ASSIGNMENT: The response must contain every line from the records below that has "usize".

THE INPUT:
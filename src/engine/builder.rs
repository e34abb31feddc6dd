//! Builds an NFA from postfix tokens by Thompson construction.
use super::{tokenizer::Token, Automaton, State, StateId};
use crate::helper::safe_add;
use thiserror::Error;

/// Error raised while combining fragments.
#[derive(Error, Debug, Clone, PartialEq, Eq)]
pub enum BuildError {
    /// A token that cannot be combined, e.g. an unknown character or a
    /// parenthesis left over from an unbalanced pattern.
    #[error("unexpected token {0}")]
    UnexpectedToken(Token),
    /// An operator without enough operands.
    #[error("missing operand for {0}")]
    MissingOperand(Token),
    /// More than one fragment is left after all tokens were consumed.
    #[error("malformed expression: {0} fragments left")]
    NotSingleFragment(usize),
    #[error("too many states")]
    StateOverflow,
}

/// A partial automaton with one entry and one accepting exit.
///
/// `end` is the only accepting state reachable from `start`. When a fragment
/// becomes part of a bigger one its `end` stops being accepting.
#[derive(Debug, Clone, Copy)]
struct Fragment {
    start: StateId,
    end: StateId,
}

/// Construction context. Owns the state arena, the id counter and the
/// fragment stack of a single build.
#[derive(Default, Debug)]
struct Builder {
    next_id: usize,
    states: Vec<State>,
    stack: Vec<Fragment>,
}

/// Builds an automaton from `postfix`.
///
/// An empty sequence yields a single state that is both start and accepting,
/// which matches only the empty string.
pub fn build(postfix: &[Token]) -> Result<Automaton, BuildError> {
    let mut builder = Builder::default();

    if postfix.is_empty() {
        let s = builder.new_state(true)?;
        builder.stack.push(Fragment { start: s, end: s });
    }

    for tok in postfix {
        builder.push_token(tok)?;
    }

    builder.finish()
}

impl Builder {
    fn push_token(&mut self, tok: &Token) -> Result<(), BuildError> {
        let frag = match tok {
            Token::Literal(c) => self.literal(*c)?,
            Token::Star => {
                let f = self.pop(tok)?;
                self.star(f)?
            }
            Token::Plus => {
                let f = self.pop(tok)?;
                self.plus(f)?
            }
            Token::Question => {
                let f = self.pop(tok)?;
                self.question(f)?
            }
            Token::Union => {
                let (f1, f2) = self.pop2(tok)?;
                self.union(f1, f2)?
            }
            Token::Concat => {
                let (f1, f2) = self.pop2(tok)?;
                self.concat(f1, f2)
            }
            Token::LParen | Token::RParen | Token::Unknown(_) => {
                return Err(BuildError::UnexpectedToken(*tok))
            }
        };

        self.stack.push(frag);
        Ok(())
    }

    fn finish(mut self) -> Result<Automaton, BuildError> {
        if self.stack.len() != 1 {
            return Err(BuildError::NotSingleFragment(self.stack.len()));
        }

        match self.stack.pop() {
            Some(Fragment { start, end }) => Ok(Automaton {
                states: self.states,
                start,
                end,
            }),
            None => Err(BuildError::NotSingleFragment(0)),
        }
    }

    fn pop(&mut self, op: &Token) -> Result<Fragment, BuildError> {
        self.stack.pop().ok_or(BuildError::MissingOperand(*op))
    }

    /// Pops the right operand and then the left one. Returns (left, right).
    fn pop2(&mut self, op: &Token) -> Result<(Fragment, Fragment), BuildError> {
        let right = self.pop(op)?;
        let left = self.pop(op)?;
        Ok((left, right))
    }

    fn new_state(&mut self, accept: bool) -> Result<StateId, BuildError> {
        let id = StateId(self.next_id);
        safe_add(&mut self.next_id, &1, || BuildError::StateOverflow)?;
        self.states.push(State::new(id, accept));
        Ok(id)
    }

    fn state_mut(&mut self, id: StateId) -> &mut State {
        &mut self.states[id.0]
    }

    /// Turns `id` into an inner state: clears its accept flag and adds
    /// epsilon edges to `targets`.
    fn seal(&mut self, id: StateId, targets: &[StateId]) {
        let s = self.state_mut(id);
        s.accept = false;
        s.epsilon.extend_from_slice(targets);
    }

    /// ```text
    /// start --c--> end
    /// ```
    fn literal(&mut self, c: char) -> Result<Fragment, BuildError> {
        let start = self.new_state(false)?;
        let end = self.new_state(true)?;
        self.state_mut(start).transitions.insert(c, end);
        Ok(Fragment { start, end })
    }

    /// ```text
    /// start -e-> f.start ... f.end -e-> end
    /// start -e-> end
    /// f.end -e-> f.start
    /// ```
    fn star(&mut self, f: Fragment) -> Result<Fragment, BuildError> {
        let start = self.new_state(false)?;
        let end = self.new_state(true)?;
        self.state_mut(start).epsilon.extend([f.start, end]);
        self.seal(f.end, &[f.start, end]);
        Ok(Fragment { start, end })
    }

    /// Same as `star` without the `start -e-> end` bypass.
    fn plus(&mut self, f: Fragment) -> Result<Fragment, BuildError> {
        let start = self.new_state(false)?;
        let end = self.new_state(true)?;
        self.state_mut(start).epsilon.push(f.start);
        self.seal(f.end, &[f.start, end]);
        Ok(Fragment { start, end })
    }

    /// Same as `star` without the `f.end -e-> f.start` loop.
    fn question(&mut self, f: Fragment) -> Result<Fragment, BuildError> {
        let start = self.new_state(false)?;
        let end = self.new_state(true)?;
        self.state_mut(start).epsilon.extend([f.start, end]);
        self.seal(f.end, &[end]);
        Ok(Fragment { start, end })
    }

    /// ```text
    /// start -e-> f1.start ... f1.end -e-> end
    /// start -e-> f2.start ... f2.end -e-> end
    /// ```
    fn union(&mut self, f1: Fragment, f2: Fragment) -> Result<Fragment, BuildError> {
        let start = self.new_state(false)?;
        let end = self.new_state(true)?;
        self.state_mut(start).epsilon.extend([f1.start, f2.start]);
        self.seal(f1.end, &[end]);
        self.seal(f2.end, &[end]);
        Ok(Fragment { start, end })
    }

    /// Links `f1.end` to `f2.start`. No state is allocated.
    fn concat(&mut self, f1: Fragment, f2: Fragment) -> Fragment {
        self.seal(f1.end, &[f2.start]);
        Fragment {
            start: f1.start,
            end: f2.end,
        }
    }
}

EXERCISE SOLUTION:
    NotSingleFragment(usize),
    next_id: usize,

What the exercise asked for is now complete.